Good news from our printing presses: Sierra magazine’s paper is now as eco-friendly as it gets. Starting this summer, issues will be printed on recycled, FSC-certified paper. Chuck Baldwin, the magazine’s associate director of operations, spent six years looking for the perfect pages. And while there’s rarely such a thing as perfection during a quest for sustainability, here’s why the new paper comes pretty close:
It’s recycled. Every page will contain at least 90% recycled fiber and 30% post-consumer waste. FutureMark is the only company in America that offers magazine-quality paper with up to 100% recycled content. Using EDF’s paper calculator, company officials estimate that they divert more than 200 million pounds from landfills every year, and in doing so, save more than 2 million trees.
It stays local. Our new paper also keeps Sierra’s carbon footprint low. The paper is recycled from the “urban forest” of Chicago, processed in the Alsip Mill right outside the city, and printed in Sussex, Wisconsin, less than a three-hour drive away.
It’s conservationist. The Alsip mill uses the latest clean technology, which has already lowered the plant’s VOC emissions by 90% in the last 10 years, and saves 800 million gallons of wastewater every year. During the recycling process, washed-out ink and other residues are collected and used to make landscape cover. FSC certification means that any new fiber content is produced and harvested in responsible ways.
It’s socially responsible. For a company to be FSC-certified, it doesn’t just have to respect the forests, but also the people who depend on them. FSC’s 10 basic principles include protecting indigenous peoples’ rights.

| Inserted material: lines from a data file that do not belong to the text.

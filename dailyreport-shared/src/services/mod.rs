/// Report, task and user engines
///
/// Each engine combines the filter builder, the authorization guard and the
/// store into the operations the HTTP layer exposes. Every operation takes the
/// caller's [`AuthContext`](crate::auth::middleware::AuthContext) and fails
/// with a [`ServiceError`]; none of them retries.
///
/// # Example
///
/// ```
/// use std::sync::Arc;
/// use dailyreport_shared::auth::middleware::AuthContext;
/// use dailyreport_shared::models::user::Role;
/// use dailyreport_shared::query::builder::TaskListParams;
/// use dailyreport_shared::services::TaskService;
/// use dailyreport_shared::store::memory::MemoryStore;
/// use uuid::Uuid;
///
/// # async fn example() -> Result<(), Box<dyn std::error::Error>> {
/// let tasks = TaskService::new(Arc::new(MemoryStore::new()));
/// let auth = AuthContext::new(Uuid::new_v4(), Role::User);
///
/// let page = tasks.list(&auth, &TaskListParams::default()).await?;
/// assert_eq!(page.total_count, 0);
/// # Ok(())
/// # }
/// ```

use std::collections::HashMap;
use uuid::Uuid;

use crate::auth::authorization::AuthzError;
use crate::auth::jwt::JwtError;
use crate::auth::password::PasswordError;
use crate::models::user::UserSummary;
use crate::store::{Store, StoreError};
use crate::validation::FieldError;

pub mod reports;
pub mod tasks;
pub mod users;

pub use reports::ReportService;
pub use tasks::TaskService;
pub use users::{AuthSession, TokenSettings, UserService};

/// Failure of an engine operation
#[derive(Debug, thiserror::Error)]
pub enum ServiceError {
    /// Malformed or out-of-range input
    #[error("Validation failed")]
    Validation(Vec<FieldError>),

    /// A referenced record is absent
    #[error("{0}")]
    NotFound(String),

    /// Authenticated but not permitted
    #[error("{0}")]
    Forbidden(String),

    /// A uniqueness rule rejected the write
    #[error("{0}")]
    Conflict(String),

    /// Credentials did not check out
    #[error("{0}")]
    Unauthenticated(String),

    /// Hashing or token signing failed
    #[error("{0}")]
    Internal(String),

    /// Persistence failure
    #[error(transparent)]
    Store(StoreError),
}

pub type ServiceResult<T> = Result<T, ServiceError>;

impl ServiceError {
    pub fn validation(field: &str, message: &str) -> Self {
        ServiceError::Validation(vec![FieldError::new(field, message)])
    }
}

impl From<StoreError> for ServiceError {
    fn from(e: StoreError) -> Self {
        match e {
            StoreError::Conflict(message) => ServiceError::Conflict(message),
            StoreError::InvalidReference(message) => ServiceError::NotFound(message),
            other => ServiceError::Store(other),
        }
    }
}

impl From<AuthzError> for ServiceError {
    fn from(e: AuthzError) -> Self {
        ServiceError::Forbidden(e.to_string())
    }
}

impl From<Vec<FieldError>> for ServiceError {
    fn from(errors: Vec<FieldError>) -> Self {
        ServiceError::Validation(errors)
    }
}

impl From<PasswordError> for ServiceError {
    fn from(e: PasswordError) -> Self {
        ServiceError::Internal(e.to_string())
    }
}

impl From<JwtError> for ServiceError {
    fn from(e: JwtError) -> Self {
        ServiceError::Internal(e.to_string())
    }
}

/// Fails with every collected field error, if any
pub(crate) fn ensure_valid(errors: Vec<FieldError>) -> ServiceResult<()> {
    if errors.is_empty() {
        Ok(())
    } else {
        Err(ServiceError::Validation(errors))
    }
}

/// Resolves user references to display projections in one round trip
pub(crate) async fn user_lookup(
    store: &dyn Store,
    ids: impl IntoIterator<Item = Uuid>,
) -> Result<HashMap<Uuid, UserSummary>, StoreError> {
    let mut wanted: Vec<Uuid> = ids.into_iter().collect();
    wanted.sort();
    wanted.dedup();

    Ok(store
        .user_summaries(&wanted)
        .await?
        .into_iter()
        .map(|u| (u.id, u))
        .collect())
}

#[cfg(test)]
mod tests {
    use super::*;

    #[test]
    fn test_store_errors_map_to_taxonomy() {
        assert!(matches!(
            ServiceError::from(StoreError::Conflict("taken".to_string())),
            ServiceError::Conflict(_)
        ));
        assert!(matches!(
            ServiceError::from(StoreError::InvalidReference("gone".to_string())),
            ServiceError::NotFound(_)
        ));
        assert!(matches!(
            ServiceError::from(StoreError::Database(sqlx::Error::PoolTimedOut)),
            ServiceError::Store(_)
        ));
    }

    #[test]
    fn test_ensure_valid() {
        assert!(ensure_valid(Vec::new()).is_ok());
        assert!(matches!(
            ensure_valid(vec![FieldError::new("title", "Title is required")]),
            Err(ServiceError::Validation(errors)) if errors.len() == 1
        ));
    }

    #[test]
    fn test_authz_denial_becomes_forbidden() {
        let err = ServiceError::from(AuthzError::AdminRequired);
        assert_eq!(err.to_string(), "Admin access required");
        assert!(matches!(err, ServiceError::Forbidden(_)));
    }
}
/// In-memory store
///
/// Keeps every table in a `Vec` behind one `RwLock` and evaluates query specs
/// with [`Filter::matches`] and [`compare_by`]. It mirrors the PostgreSQL
/// backend's constraints: unique case-insensitive emails, task link checks,
/// user deletes that leave tasks, reports and comments in place, and the
/// set-once timestamps.
///
/// Records keep insertion order, so sorts with equal keys are stable.

use async_trait::async_trait;
use chrono::Utc;
use tokio::sync::RwLock;
use uuid::Uuid;

use super::{Store, StoreError};
use crate::models::comment::{Comment, CommentParent, CreateComment};
use crate::models::report::{CreateReport, Report, ReportStatus, UpdateReport};
use crate::models::task::{CreateTask, Task, TaskPriority, TaskStatus, TaskSummary, UpdateTask};
use crate::models::user::{CreateUser, UpdateUser, User, UserSummary};
use crate::query::filter::{compare_by, Filter, Filterable};
use crate::query::QuerySpec;

#[derive(Default)]
struct Tables {
    users: Vec<User>,
    tasks: Vec<Task>,
    reports: Vec<Report>,
    comments: Vec<Comment>,
}

impl Tables {
    fn email_taken(&self, email: &str, except: Option<Uuid>) -> bool {
        self.users
            .iter()
            .any(|u| Some(u.id) != except && u.email.eq_ignore_ascii_case(email))
    }

    fn require_task(&self, id: Uuid) -> Result<(), StoreError> {
        if self.tasks.iter().any(|t| t.id == id) {
            Ok(())
        } else {
            Err(StoreError::InvalidReference("Linked task does not exist".to_string()))
        }
    }
}

/// [`Store`] held entirely in process memory
#[derive(Default)]
pub struct MemoryStore {
    tables: RwLock<Tables>,
}

impl MemoryStore {
    pub fn new() -> Self {
        Self::default()
    }
}

fn select<R: Filterable + Clone>(rows: &[R], spec: &QuerySpec) -> Vec<R> {
    let mut matched: Vec<&R> = rows.iter().filter(|r| spec.filter.matches(*r)).collect();
    matched.sort_by(|a, b| compare_by(*a, *b, &spec.sort));

    matched
        .into_iter()
        .skip(spec.skip.max(0) as usize)
        .take(spec.limit.max(0) as usize)
        .cloned()
        .collect()
}

fn count<R: Filterable>(rows: &[R], filter: &Filter) -> i64 {
    rows.iter().filter(|r| filter.matches(*r)).count() as i64
}

fn group_count<R: Filterable, K: PartialEq + Copy>(
    rows: &[R],
    filter: &Filter,
    key: impl Fn(&R) -> K,
) -> Vec<(K, i64)> {
    let mut groups: Vec<(K, i64)> = Vec::new();
    for row in rows.iter().filter(|r| filter.matches(*r)) {
        let k = key(row);
        match groups.iter_mut().find(|(g, _)| *g == k) {
            Some((_, n)) => *n += 1,
            None => groups.push((k, 1)),
        }
    }
    groups
}

#[async_trait]
impl Store for MemoryStore {
    async fn insert_user(&self, data: CreateUser) -> Result<User, StoreError> {
        let mut tables = self.tables.write().await;
        if tables.email_taken(&data.email, None) {
            return Err(StoreError::Conflict("Email already in use".to_string()));
        }

        let now = Utc::now();
        let user = User {
            id: Uuid::new_v4(),
            name: data.name,
            email: data.email,
            password_hash: data.password_hash,
            role: data.role,
            is_active: true,
            created_at: now,
            updated_at: now,
        };
        tables.users.push(user.clone());
        Ok(user)
    }

    async fn find_user(&self, id: Uuid) -> Result<Option<User>, StoreError> {
        let tables = self.tables.read().await;
        Ok(tables.users.iter().find(|u| u.id == id).cloned())
    }

    async fn find_user_by_email(&self, email: &str) -> Result<Option<User>, StoreError> {
        let tables = self.tables.read().await;
        Ok(tables
            .users
            .iter()
            .find(|u| u.email.eq_ignore_ascii_case(email))
            .cloned())
    }

    async fn list_users(&self, spec: &QuerySpec) -> Result<Vec<User>, StoreError> {
        Ok(select(&self.tables.read().await.users, spec))
    }

    async fn count_users(&self, filter: &Filter) -> Result<i64, StoreError> {
        Ok(count(&self.tables.read().await.users, filter))
    }

    async fn update_user(&self, id: Uuid, data: UpdateUser) -> Result<Option<User>, StoreError> {
        let mut tables = self.tables.write().await;
        if let Some(email) = &data.email {
            if tables.email_taken(email, Some(id)) {
                return Err(StoreError::Conflict("Email already in use".to_string()));
            }
        }

        let Some(user) = tables.users.iter_mut().find(|u| u.id == id) else {
            return Ok(None);
        };

        if let Some(name) = data.name {
            user.name = name;
        }
        if let Some(email) = data.email {
            user.email = email;
        }
        if let Some(password_hash) = data.password_hash {
            user.password_hash = password_hash;
        }
        if let Some(role) = data.role {
            user.role = role;
        }
        if let Some(is_active) = data.is_active {
            user.is_active = is_active;
        }
        user.updated_at = Utc::now();

        Ok(Some(user.clone()))
    }

    async fn delete_user(&self, id: Uuid) -> Result<bool, StoreError> {
        let mut tables = self.tables.write().await;
        let before = tables.users.len();
        tables.users.retain(|u| u.id != id);

        Ok(tables.users.len() < before)
    }

    async fn user_summaries(&self, ids: &[Uuid]) -> Result<Vec<UserSummary>, StoreError> {
        let tables = self.tables.read().await;
        Ok(tables
            .users
            .iter()
            .filter(|u| ids.contains(&u.id))
            .map(UserSummary::from)
            .collect())
    }

    async fn insert_task(&self, data: CreateTask) -> Result<Task, StoreError> {
        let mut tables = self.tables.write().await;
        let now = Utc::now();
        let task = Task {
            id: Uuid::new_v4(),
            title: data.title,
            description: data.description,
            assigned_to: data.assigned_to,
            assigned_by: data.assigned_by,
            status: data.status,
            priority: data.priority,
            category: data.category,
            due_date: data.due_date,
            start_date: data.start_date.unwrap_or(now),
            completed_date: (data.status == TaskStatus::Completed).then_some(now),
            tags: data.tags,
            is_active: true,
            estimated_hours: data.estimated_hours,
            actual_hours: data.actual_hours,
            created_at: now,
            updated_at: now,
        };
        tables.tasks.push(task.clone());
        Ok(task)
    }

    async fn find_task(&self, id: Uuid) -> Result<Option<Task>, StoreError> {
        let tables = self.tables.read().await;
        Ok(tables.tasks.iter().find(|t| t.id == id).cloned())
    }

    async fn list_tasks(&self, spec: &QuerySpec) -> Result<Vec<Task>, StoreError> {
        Ok(select(&self.tables.read().await.tasks, spec))
    }

    async fn count_tasks(&self, filter: &Filter) -> Result<i64, StoreError> {
        Ok(count(&self.tables.read().await.tasks, filter))
    }

    async fn count_tasks_by_status(
        &self,
        filter: &Filter,
    ) -> Result<Vec<(TaskStatus, i64)>, StoreError> {
        Ok(group_count(&self.tables.read().await.tasks, filter, |t| t.status))
    }

    async fn count_tasks_by_priority(
        &self,
        filter: &Filter,
    ) -> Result<Vec<(TaskPriority, i64)>, StoreError> {
        Ok(group_count(&self.tables.read().await.tasks, filter, |t| t.priority))
    }

    async fn update_task(&self, id: Uuid, data: UpdateTask) -> Result<Option<Task>, StoreError> {
        let mut tables = self.tables.write().await;
        let Some(task) = tables.tasks.iter_mut().find(|t| t.id == id) else {
            return Ok(None);
        };
        let now = Utc::now();

        if let Some(title) = data.title {
            task.title = title;
        }
        if let Some(description) = data.description {
            task.description = description;
        }
        if let Some(assigned_to) = data.assigned_to {
            task.assigned_to = assigned_to;
        }
        if let Some(assigned_by) = data.assigned_by {
            task.assigned_by = assigned_by;
        }
        if let Some(status) = data.status {
            task.status = status;
            if task.completed_date.is_none() && status == TaskStatus::Completed {
                task.completed_date = Some(now);
            }
        }
        if let Some(priority) = data.priority {
            task.priority = priority;
        }
        if let Some(category) = data.category {
            task.category = category;
        }
        if let Some(due_date) = data.due_date {
            task.due_date = due_date;
        }
        if let Some(start_date) = data.start_date {
            task.start_date = start_date;
        }
        if let Some(tags) = data.tags {
            task.tags = tags;
        }
        if let Some(hours) = data.estimated_hours {
            task.estimated_hours = Some(hours);
        }
        if let Some(hours) = data.actual_hours {
            task.actual_hours = Some(hours);
        }
        task.updated_at = now;

        Ok(Some(task.clone()))
    }

    async fn soft_delete_task(&self, id: Uuid) -> Result<bool, StoreError> {
        let mut tables = self.tables.write().await;
        let Some(task) = tables.tasks.iter_mut().find(|t| t.id == id) else {
            return Ok(false);
        };

        if task.is_active {
            task.is_active = false;
            task.updated_at = Utc::now();
        }
        Ok(true)
    }

    async fn task_summaries(&self, ids: &[Uuid]) -> Result<Vec<TaskSummary>, StoreError> {
        let tables = self.tables.read().await;
        Ok(tables
            .tasks
            .iter()
            .filter(|t| ids.contains(&t.id))
            .map(TaskSummary::from)
            .collect())
    }

    async fn insert_report(&self, data: CreateReport) -> Result<Report, StoreError> {
        let mut tables = self.tables.write().await;
        if let Some(task_id) = data.task_id {
            tables.require_task(task_id)?;
        }

        let now = Utc::now();
        let report = Report {
            id: Uuid::new_v4(),
            title: data.title,
            content: data.content,
            date: data.date.unwrap_or(now),
            author_id: data.author_id,
            task_id: data.task_id,
            status: data.status,
            category: data.category,
            tags: data.tags,
            approved_by: data.approved_by,
            approved_at: (data.status == ReportStatus::Approved).then_some(now),
            is_public: data.is_public,
            created_at: now,
            updated_at: now,
        };
        tables.reports.push(report.clone());
        Ok(report)
    }

    async fn find_report(&self, id: Uuid) -> Result<Option<Report>, StoreError> {
        let tables = self.tables.read().await;
        Ok(tables.reports.iter().find(|r| r.id == id).cloned())
    }

    async fn list_reports(&self, spec: &QuerySpec) -> Result<Vec<Report>, StoreError> {
        Ok(select(&self.tables.read().await.reports, spec))
    }

    async fn count_reports(&self, filter: &Filter) -> Result<i64, StoreError> {
        Ok(count(&self.tables.read().await.reports, filter))
    }

    async fn update_report(
        &self,
        id: Uuid,
        data: UpdateReport,
    ) -> Result<Option<Report>, StoreError> {
        let mut tables = self.tables.write().await;
        if let Some(Some(task_id)) = data.task_id {
            tables.require_task(task_id)?;
        }

        let Some(report) = tables.reports.iter_mut().find(|r| r.id == id) else {
            return Ok(None);
        };
        let now = Utc::now();

        if let Some(title) = data.title {
            report.title = title;
        }
        if let Some(content) = data.content {
            report.content = content;
        }
        if let Some(date) = data.date {
            report.date = date;
        }
        if let Some(task_id) = data.task_id {
            report.task_id = task_id;
        }
        if let Some(status) = data.status {
            report.status = status;
            if data.approved_at.is_none()
                && report.approved_at.is_none()
                && status == ReportStatus::Approved
            {
                report.approved_at = Some(now);
            }
        }
        if let Some(category) = data.category {
            report.category = category;
        }
        if let Some(tags) = data.tags {
            report.tags = tags;
        }
        if let Some(approved_by) = data.approved_by {
            report.approved_by = Some(approved_by);
        }
        if let Some(approved_at) = data.approved_at {
            report.approved_at = Some(approved_at);
        }
        if let Some(is_public) = data.is_public {
            report.is_public = is_public;
        }
        report.updated_at = now;

        Ok(Some(report.clone()))
    }

    async fn delete_report(&self, id: Uuid) -> Result<bool, StoreError> {
        let mut tables = self.tables.write().await;
        let before = tables.reports.len();
        tables.reports.retain(|r| r.id != id);
        if tables.reports.len() == before {
            return Ok(false);
        }

        tables
            .comments
            .retain(|c| !(c.parent_kind == CommentParent::Report && c.parent_id == id));
        Ok(true)
    }

    async fn append_comment(&self, data: CreateComment) -> Result<Comment, StoreError> {
        let mut tables = self.tables.write().await;
        let comment = Comment {
            id: Uuid::new_v4(),
            parent_kind: data.parent_kind,
            parent_id: data.parent_id,
            user_id: data.user_id,
            content: data.content,
            created_at: Utc::now(),
        };
        tables.comments.push(comment.clone());
        Ok(comment)
    }

    async fn list_comments(
        &self,
        parent_kind: CommentParent,
        parent_id: Uuid,
    ) -> Result<Vec<Comment>, StoreError> {
        let tables = self.tables.read().await;
        Ok(tables
            .comments
            .iter()
            .filter(|c| c.parent_kind == parent_kind && c.parent_id == parent_id)
            .cloned()
            .collect())
    }

    async fn ping(&self) -> Result<(), StoreError> {
        Ok(())
    }
}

It’s affordable. Cost is often a prohibitive factor for buying good-quality recycled paper, but Baldwin predicts that Sierra will actually save money by switching, thanks to FutureMark’s efficient processes. Unlike large multinational companies, FutureMark is young and focused.
The result? Sierra will be brighter, whiter, and will just feel better. So when you sit down to read about our earth, remember where the paper came from. And when you’re done, pass it along or put it in the recycling bin.